There is endless information out there about why sleep is so important to our overall health and wellbeing. While we all know that getting the most out of our shut-eye is essential, it’s hard to know what’s really true and what’s just hearsay. Take a look at these common misconceptions you need to stop believing about sleep, and how you can actually reap the benefits of a good night’s rest.
Myth: I can train my body to get used to less sleep
Decades of research show that hormone levels, brainpower, mood, immune function, and appetite regulation all tank with regular sleep deprivation. As a result, the less sleep you get, the greater your risk of getting into accidents and developing chronic health conditions. Sleep is vital to your overall health and fitness – so carve out enough time to get plenty of it.

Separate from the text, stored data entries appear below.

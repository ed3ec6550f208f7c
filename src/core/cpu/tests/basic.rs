// SPDX-License-Identifier: Apache-2.0
// Copyright 2025 r64core contributors
//
// Licensed under the Apache License, Version 2.0 (the "License");
// you may not use this file except in compliance with the License.
// You may obtain a copy of the License at
//
//     http://www.apache.org/licenses/LICENSE-2.0
//
// Unless required by applicable law or agreed to in writing, software
// distributed under the License is distributed on an "AS IS" BASIS,
// WITHOUT WARRANTIES OR CONDITIONS OF ANY KIND, either express or implied.
// See the License for the specific language governing permissions and
// limitations under the License.

use super::*;
use crate::core::error::CoreError;

#[test]
fn test_lui_ori_builds_constant() {
    let (mut cpu, mut bus) = setup(&[lui(8, 0xDEAD), ori(8, 8, 0xBEEF)]);
    step_n(&mut cpu, &mut bus, 2);
    // Bit 31 set, so the value is sign-extended into the upper half.
    assert_eq!(cpu.regs[8], 0xFFFF_FFFF_DEAD_BEEF);
}

#[test]
fn test_addiu_sign_extends() {
    let (mut cpu, mut bus) = setup(&[addiu(8, 0, 0xFFFF)]);
    step_n(&mut cpu, &mut bus, 1);
    assert_eq!(cpu.regs[8] as i64, -1);
}

#[test]
fn test_addu_wraps_and_sign_extends() {
    let (mut cpu, mut bus) = setup(&[addu(10, 8, 9)]);
    cpu.regs[8] = 0x7FFF_FFFF;
    cpu.regs[9] = 1;
    step_n(&mut cpu, &mut bus, 1);
    assert_eq!(cpu.regs[10], 0xFFFF_FFFF_8000_0000);
}

#[test]
fn test_writes_to_r0_are_dropped() {
    let (mut cpu, mut bus) = setup(&[addiu(0, 0, 0x1234)]);
    step_n(&mut cpu, &mut bus, 1);
    assert_eq!(cpu.regs[0], 0);
}

#[test]
fn test_slt_and_sltu_disagree_on_sign() {
    let slt = r_type(0x2A, 8, 9, 10, 0);
    let sltu = r_type(0x2B, 8, 9, 11, 0);
    let (mut cpu, mut bus) = setup(&[slt, sltu]);
    cpu.regs[8] = (-1i64) as u64;
    cpu.regs[9] = 1;
    step_n(&mut cpu, &mut bus, 2);
    assert_eq!(cpu.regs[10], 1);
    assert_eq!(cpu.regs[11], 0);
}

#[test]
fn test_branch_executes_delay_slot() {
    // beq r0, r0, +2 ; delay slot addiu r8 ; skipped addiu r9 ; target addiu r10
    let program = [
        beq(0, 0, 2),
        addiu(8, 0, 1),
        addiu(9, 0, 1),
        addiu(10, 0, 1),
    ];
    let (mut cpu, mut bus) = setup(&program);
    step_n(&mut cpu, &mut bus, 3);
    assert_eq!(cpu.regs[8], 1, "delay slot must run");
    assert_eq!(cpu.regs[9], 0, "branched-over instruction must not run");
    assert_eq!(cpu.regs[10], 1, "branch target must run");
}

#[test]
fn test_likely_branch_nullifies_slot_when_not_taken() {
    // bnel r0, r0 is never taken; its delay slot must be skipped.
    let program = [bnel(0, 0, 2), addiu(8, 0, 1), addiu(9, 0, 1)];
    let (mut cpu, mut bus) = setup(&program);
    step_n(&mut cpu, &mut bus, 2);
    assert_eq!(cpu.regs[8], 0, "nullified slot must not run");
    assert_eq!(cpu.regs[9], 1);
    assert_eq!(cpu.pc, PROGRAM_VADDR + 12);
}

#[test]
fn test_jal_links_past_delay_slot() {
    let target = PROGRAM_VADDR + 0x40;
    let (mut cpu, mut bus) = setup(&[jal(target), nop()]);
    step_n(&mut cpu, &mut bus, 2);
    assert_eq!(cpu.regs[31], (PROGRAM_VADDR + 8) as u64);
    assert_eq!(cpu.pc, target);
}

#[test]
fn test_jr_returns_through_register() {
    let jr = r_type(0x08, 8, 0, 0, 0);
    let (mut cpu, mut bus) = setup(&[jr, nop()]);
    cpu.regs[8] = 0x8000_2000;
    step_n(&mut cpu, &mut bus, 2);
    assert_eq!(cpu.pc, 0x8000_2000);
}

#[test]
fn test_store_load_roundtrip_with_sign() {
    let program = [
        sw(8, 9, 0x100),
        lw(10, 9, 0x100),
        i_type(0x20, 9, 11, 0x100), // lb
        i_type(0x24, 9, 12, 0x100), // lbu
    ];
    let (mut cpu, mut bus) = setup(&program);
    cpu.regs[8] = 0x8091_A2B3;
    cpu.regs[9] = 0x8000_4000;
    step_n(&mut cpu, &mut bus, 4);
    assert_eq!(cpu.regs[10], 0xFFFF_FFFF_8091_A2B3);
    assert_eq!(cpu.regs[11] as i64, 0x80u8 as i8 as i64);
    assert_eq!(cpu.regs[12], 0x80);
}

#[test]
fn test_lwl_lwr_assemble_unaligned_word() {
    // Memory holds AA BB CC DD EE at 0x4000; load the word at the
    // unaligned address 0x4001 with the lwl/lwr pair.
    let program = [
        i_type(0x22, 9, 8, 0x001), // lwl r8, 1(r9)
        i_type(0x26, 9, 8, 0x004), // lwr r8, 4(r9)
    ];
    let (mut cpu, mut bus) = setup(&program);
    bus.write32(0x4000, 0xAABB_CCDD);
    bus.write32(0x4004, 0xEE11_2233);
    cpu.regs[9] = 0x8000_4000;
    step_n(&mut cpu, &mut bus, 2);
    assert_eq!(cpu.regs[8] as u32, 0xBBCC_DDEE);
}

#[test]
fn test_mult_splits_product() {
    let mult = r_type(0x18, 8, 9, 0, 0);
    let mflo = r_type(0x12, 0, 0, 10, 0);
    let mfhi = r_type(0x10, 0, 0, 11, 0);
    let (mut cpu, mut bus) = setup(&[mult, mflo, mfhi]);
    cpu.regs[8] = (-7i64) as u64;
    cpu.regs[9] = 3;
    step_n(&mut cpu, &mut bus, 3);
    assert_eq!(cpu.regs[10] as i64, -21);
    assert_eq!(cpu.regs[11] as i64, -1);
}

#[test]
fn test_div_by_zero_leaves_hi_lo() {
    let div = r_type(0x1A, 8, 9, 0, 0);
    let (mut cpu, mut bus) = setup(&[div]);
    cpu.regs[8] = 10;
    cpu.regs[9] = 0;
    cpu.hi = 0x1111;
    cpu.lo = 0x2222;
    step_n(&mut cpu, &mut bus, 1);
    assert_eq!(cpu.hi, 0x1111);
    assert_eq!(cpu.lo, 0x2222);
}

#[test]
fn test_dsll32_shifts_into_upper_half() {
    let dsll32 = r_type(0x3C, 0, 8, 9, 4);
    let (mut cpu, mut bus) = setup(&[dsll32]);
    cpu.regs[8] = 0x1;
    step_n(&mut cpu, &mut bus, 1);
    assert_eq!(cpu.regs[9], 1u64 << 36);
}

#[test]
fn test_ll_sc_pair_succeeds() {
    let ll = i_type(0x30, 9, 8, 0x100);
    let sc = i_type(0x38, 9, 10, 0x100);
    let (mut cpu, mut bus) = setup(&[ll, sc]);
    cpu.regs[9] = 0x8000_4000;
    cpu.regs[10] = 0x55;
    step_n(&mut cpu, &mut bus, 2);
    assert_eq!(cpu.regs[10], 1, "sc after ll must succeed");
    assert_eq!(bus.read32(0x4100), 0x55);
    assert!(!cpu.ll_bit);
}

#[test]
fn test_sc_without_ll_fails() {
    let sc = i_type(0x38, 9, 10, 0x100);
    let (mut cpu, mut bus) = setup(&[sc]);
    cpu.regs[9] = 0x8000_4000;
    cpu.regs[10] = 0x55;
    step_n(&mut cpu, &mut bus, 1);
    assert_eq!(cpu.regs[10], 0);
    assert_eq!(bus.read32(0x4100), 0);
}

#[test]
fn test_reserved_instruction_halts() {
    // Opcode 0x1C is unassigned.
    let (mut cpu, mut bus) = setup(&[0x7000_0000]);
    let err = cpu.step(&mut bus).unwrap_err();
    assert!(matches!(err, CoreError::Halted { .. }));
}
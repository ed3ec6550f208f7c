// SPDX-License-Identifier: Apache-2.0
// Copyright 2025 r64core contributors
//
// Licensed under the Apache License, Version 2.0 (the "License");
// you may not use this file except in compliance with the License.
// You may obtain a copy of the License at
//
//     http://www.apache.org/licenses/LICENSE-2.0
//
// Unless required by applicable law or agreed to in writing, software
// distributed under the License is distributed on an "AS IS" BASIS,
// WITHOUT WARRANTIES OR CONDITIONS OF ANY KIND, either express or implied.
// See the License for the specific language governing permissions and
// limitations under the License.

/// Emulator error types
use thiserror::Error;

/// Result type for emulator operations
pub type Result<T> = std::result::Result<T, CoreError>;

/// Main error type for the core
///
/// Guest-recoverable faults (TLB refill, coprocessor unusable) never
/// appear here; they are redirected to the guest exception vector
/// inside the CPU. An error from this enum means the emulation loop
/// must stop at the next instruction boundary.
#[derive(Error, Debug)]
pub enum CoreError {
    /// Fail-fast halt: an unrecoverable guest condition (bad privileged
    /// write, signalling NaN compare, ...).
    /// The loop must not silently continue after one of these.
    #[error("core halted: {reason} (PC=0x{pc:08X})")]
    Halted { reason: String, pc: u32 },

    #[error("ROM file not found: {0}")]
    RomNotFound(String),

    #[error("unrecognized ROM image format (first word 0x{first_word:08X})")]
    BadRomFormat { first_word: u32 },

    #[error("ROM image too small: {got} bytes (need at least {expected})")]
    RomTooSmall { expected: usize, got: usize },

    #[error("invalid memory access at 0x{address:08X}")]
    InvalidMemoryAccess { address: u32 },

    #[error("save state version mismatch: got {got}, expected {expected}")]
    SaveStateVersion { expected: u32, got: u32 },

    #[error("save state decode error: {0}")]
    SaveStateDecode(String),

    #[error("config parse error: {0}")]
    ConfigParse(#[from] toml::de::Error),

    #[error("I/O error: {0}")]
    Io(#[from] std::io::Error),
}

impl CoreError {
    /// Build the fail-fast halt error, logging the diagnostic the way the
    /// rest of the core does before surfacing it.
    pub fn halted(reason: impl Into<String>, pc: u32) -> Self {
        let reason = reason.into();
        log::error!("core halt at PC=0x{:08X}: {}", pc, reason);
        CoreError::Halted { reason, pc }
    }
}
// SPDX-License-Identifier: Apache-2.0
// Copyright 2025 r64core contributors
//
// Licensed under the Apache License, Version 2.0 (the "License");
// you may not use this file except in compliance with the License.
// You may obtain a copy of the License at
//
//     http://www.apache.org/licenses/LICENSE-2.0
//
// Unless required by applicable law or agreed to in writing, software
// distributed under the License is distributed on an "AS IS" BASIS,
// WITHOUT WARRANTIES OR CONDITIONS OF ANY KIND, either express or implied.
// See the License for the specific language governing permissions and
// limitations under the License.

//! R4300i CPU core
//!
//! One [`Cpu`] value holds the whole execution context: the 64-bit GPR
//! file, COP0/COP1, the TLB, the event scheduler and the delay-slot
//! state machine. `step` executes exactly one instruction; everything
//! observable (registers, memory, Count) advances deterministically
//! from the instruction stream, so two runs over the same ROM and
//! inputs produce identical state.

pub mod cop0;
pub mod cop1;
pub mod decode;
pub mod instructions;
pub mod interrupt;
pub mod quirks;
pub mod tlb;

#[cfg(test)]
mod tests;

use crate::core::config::{CoreConfig, CpuStyle};
use crate::core::error::Result;
use crate::core::memory::Bus;
use crate::core::rom::{CicChip, Rom};
use cop0::{Cop0, ExceptionCode};
use cop1::Cop1;
use decode::{decode, Decoded};
use interrupt::{EventKind, Scheduler};
use quirks::Quirks;
use tlb::{AccessKind, Tlb};

/// Master clock of the VR4300, in Hz.
pub const CPU_HZ: u64 = 93_750_000;

/// Entry point after the HLE boot (start of the IPL3 payload in SP
/// DMEM, past the 0x40-byte header).
pub const BOOT_PC: u32 = 0xA400_0040;

const CYCLES_PER_INSTR: u64 = 2;

pub struct Cpu {
    /// General purpose registers; r0 is forced to zero after every
    /// instruction.
    pub regs: [u64; 32],
    pub hi: u64,
    pub lo: u64,
    pub pc: u32,
    /// Target of a taken branch, consumed when its delay slot retires.
    branch_target: Option<u32>,
    /// The currently executing instruction sits in a delay slot.
    in_delay_slot: bool,
    /// An exception or ERET set `pc` directly this step.
    redirected: bool,
    /// A not-taken likely branch nullifies its delay slot.
    skip_next: bool,
    pub ll_bit: bool,
    pub cop0: Cop0,
    pub cop1: Cop1,
    pub tlb: Tlb,
    pub scheduler: Scheduler,
    /// Total cycles executed since power-on.
    pub cycles: u64,
    pub quirks: Quirks,
    style: CpuStyle,
    /// Cycles between vertical interrupts.
    vi_period: u64,
    /// Vertical interrupts fired since power-on.
    pub vi_count: u64,
}
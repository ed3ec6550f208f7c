// SPDX-License-Identifier: Apache-2.0
// Copyright 2025 r64core contributors
//
// Licensed under the Apache License, Version 2.0 (the "License");
// you may not use this file except in compliance with the License.
// You may obtain a copy of the License at
//
//     http://www.apache.org/licenses/LICENSE-2.0
//
// Unless required by applicable law or agreed to in writing, software
// distributed under the License is distributed on an "AS IS" BASIS,
// WITHOUT WARRANTIES OR CONDITIONS OF ANY KIND, either express or implied.
// See the License for the specific language governing permissions and
// limitations under the License.

//! Bitwise instructions. All operate on the full 64-bit registers;
//! the immediate forms zero-extend their operand.

use crate::core::cpu::decode::Decoded;
use crate::core::cpu::Cpu;
use crate::core::error::Result;

impl Cpu {
    pub(crate) fn op_and(&mut self, i: Decoded) -> Result<()> {
        let v = self.read_reg(i.rs()) & self.read_reg(i.rt());
        self.write_reg(i.rd(), v);
        Ok(())
    }

    pub(crate) fn op_or(&mut self, i: Decoded) -> Result<()> {
        let v = self.read_reg(i.rs()) | self.read_reg(i.rt());
        self.write_reg(i.rd(), v);
        Ok(())
    }

    pub(crate) fn op_xor(&mut self, i: Decoded) -> Result<()> {
        let v = self.read_reg(i.rs()) ^ self.read_reg(i.rt());
        self.write_reg(i.rd(), v);
        Ok(())
    }

    pub(crate) fn op_nor(&mut self, i: Decoded) -> Result<()> {
        let v = !(self.read_reg(i.rs()) | self.read_reg(i.rt()));
        self.write_reg(i.rd(), v);
        Ok(())
    }

    pub(crate) fn op_andi(&mut self, i: Decoded) -> Result<()> {
        let v = self.read_reg(i.rs()) & i.imm16() as u64;
        self.write_reg(i.rt(), v);
        Ok(())
    }

    pub(crate) fn op_ori(&mut self, i: Decoded) -> Result<()> {
        let v = self.read_reg(i.rs()) | i.imm16() as u64;
        self.write_reg(i.rt(), v);
        Ok(())
    }

    pub(crate) fn op_xori(&mut self, i: Decoded) -> Result<()> {
        let v = self.read_reg(i.rs()) ^ i.imm16() as u64;
        self.write_reg(i.rt(), v);
        Ok(())
    }
}
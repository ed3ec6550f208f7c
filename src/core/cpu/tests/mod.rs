// SPDX-License-Identifier: Apache-2.0
// Copyright 2025 r64core contributors
//
// Licensed under the Apache License, Version 2.0 (the "License");
// you may not use this file except in compliance with the License.
// You may obtain a copy of the License at
//
//     http://www.apache.org/licenses/LICENSE-2.0
//
// Unless required by applicable law or agreed to in writing, software
// distributed under the License is distributed on an "AS IS" BASIS,
// WITHOUT WARRANTIES OR CONDITIONS OF ANY KIND, either express or implied.
// See the License for the specific language governing permissions and
// limitations under the License.

mod basic;
mod decode;

use crate::core::config::CoreConfig;
use crate::core::cpu::Cpu;
use crate::core::memory::Bus;

/// Physical load address for test programs; 0x80001000 virtual.
pub(crate) const PROGRAM_PHYS: u32 = 0x1000;
pub(crate) const PROGRAM_VADDR: u32 = 0x8000_1000;

/// Fresh machine with a program in RDRAM and the pc on its first
/// instruction. Interrupts start disabled (Status is zero).
pub(crate) fn setup(program: &[u32]) -> (Cpu, Bus) {
    let mut cpu = Cpu::new(&CoreConfig::default());
    let mut bus = Bus::new();
    for (idx, word) in program.iter().enumerate() {
        bus.write32(PROGRAM_PHYS + (idx as u32) * 4, *word);
    }
    cpu.pc = PROGRAM_VADDR;
    (cpu, bus)
}

pub(crate) fn step_n(cpu: &mut Cpu, bus: &mut Bus, n: usize) {
    for _ in 0..n {
        cpu.step(bus).expect("program step failed");
    }
}

// Instruction encoders.

pub(crate) fn r_type(funct: u32, rs: u32, rt: u32, rd: u32, sa: u32) -> u32 {
    (rs << 21) | (rt << 16) | (rd << 11) | (sa << 6) | funct
}

pub(crate) fn i_type(op: u32, rs: u32, rt: u32, imm: u32) -> u32 {
    (op << 26) | (rs << 21) | (rt << 16) | (imm & 0xFFFF)
}

pub(crate) fn nop() -> u32 {
    0
}

pub(crate) fn lui(rt: u32, imm: u32) -> u32 {
    i_type(0x0F, 0, rt, imm)
}

pub(crate) fn ori(rt: u32, rs: u32, imm: u32) -> u32 {
    i_type(0x0D, rs, rt, imm)
}

pub(crate) fn addiu(rt: u32, rs: u32, imm: u32) -> u32 {
    i_type(0x09, rs, rt, imm)
}

pub(crate) fn addu(rd: u32, rs: u32, rt: u32) -> u32 {
    r_type(0x21, rs, rt, rd, 0)
}

pub(crate) fn beq(rs: u32, rt: u32, offset: u32) -> u32 {
    i_type(0x04, rs, rt, offset)
}

pub(crate) fn bnel(rs: u32, rt: u32, offset: u32) -> u32 {
    i_type(0x15, rs, rt, offset)
}

pub(crate) fn jal(target: u32) -> u32 {
    (0x03 << 26) | ((target >> 2) & 0x03FF_FFFF)
}

pub(crate) fn sw(rt: u32, base: u32, offset: u32) -> u32 {
    i_type(0x2B, base, rt, offset)
}

pub(crate) fn lw(rt: u32, base: u32, offset: u32) -> u32 {
    i_type(0x23, base, rt, offset)
}

pub(crate) fn mtc0(rt: u32, rd: u32) -> u32 {
    (0x10 << 26) | (0x04 << 21) | (rt << 16) | (rd << 11)
}

pub(crate) fn mfc0(rt: u32, rd: u32) -> u32 {
    (0x10 << 26) | (rt << 16) | (rd << 11)
}

pub(crate) fn syscall() -> u32 {
    0x0C
}

pub(crate) fn eret() -> u32 {
    (0x10 << 26) | (1 << 25) | 0x18
}

pub(crate) fn tlbwi() -> u32 {
    (0x10 << 26) | (1 << 25) | 0x02
}

pub(crate) fn tlbr() -> u32 {
    (0x10 << 26) | (1 << 25) | 0x01
}

pub(crate) fn tlbp() -> u32 {
    (0x10 << 26) | (1 << 25) | 0x08
}

/// COP1 arithmetic/compare word: fmt 16 = single, 17 = double.
pub(crate) fn cop1(fmt: u32, funct: u32, ft: u32, fs: u32, fd: u32) -> u32 {
    (0x11 << 26) | (fmt << 21) | (ft << 16) | (fs << 11) | (fd << 6) | funct
}

pub(crate) fn mtc1(rt: u32, fs: u32) -> u32 {
    (0x11 << 26) | (0x04 << 21) | (rt << 16) | (fs << 11)
}

pub(crate) fn mfc1(rt: u32, fs: u32) -> u32 {
    (0x11 << 26) | (rt << 16) | (fs << 11)
}

pub(crate) fn ctc1(rt: u32, fs: u32) -> u32 {
    (0x11 << 26) | (0x06 << 21) | (rt << 16) | (fs << 11)
}

pub(crate) fn bc1t(offset: u32) -> u32 {
    (0x11 << 26) | (0x08 << 21) | (1 << 16) | (offset & 0xFFFF)
}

Myth: If I don’t get enough sleep, I can run on caffeine
Some of us cannot function in the mornings without coffee. However, a great cup of joe isn’t a replacement for quality sleep. Dial down your caffeine consumption to 400mg a day or about four eight-ounce cups, max. Cut yourself off six hours before bedtime to avoid keeping yourself up. If you’re low on sleep, resist the urge to pound the coffee. Instead, have an early night.
Myth: Sleeping in on the weekend helps me “catch up” on missed sleep throughout the week
If makes sense in theory, but it’s not the reality. Sleeping too much can throw off your sleep for the next day, and our bodies don’t “catch up” on sleep through a couple of long periods of rest. Instead, it’s better to get a consistent 7 – 9 hours of sleep every night.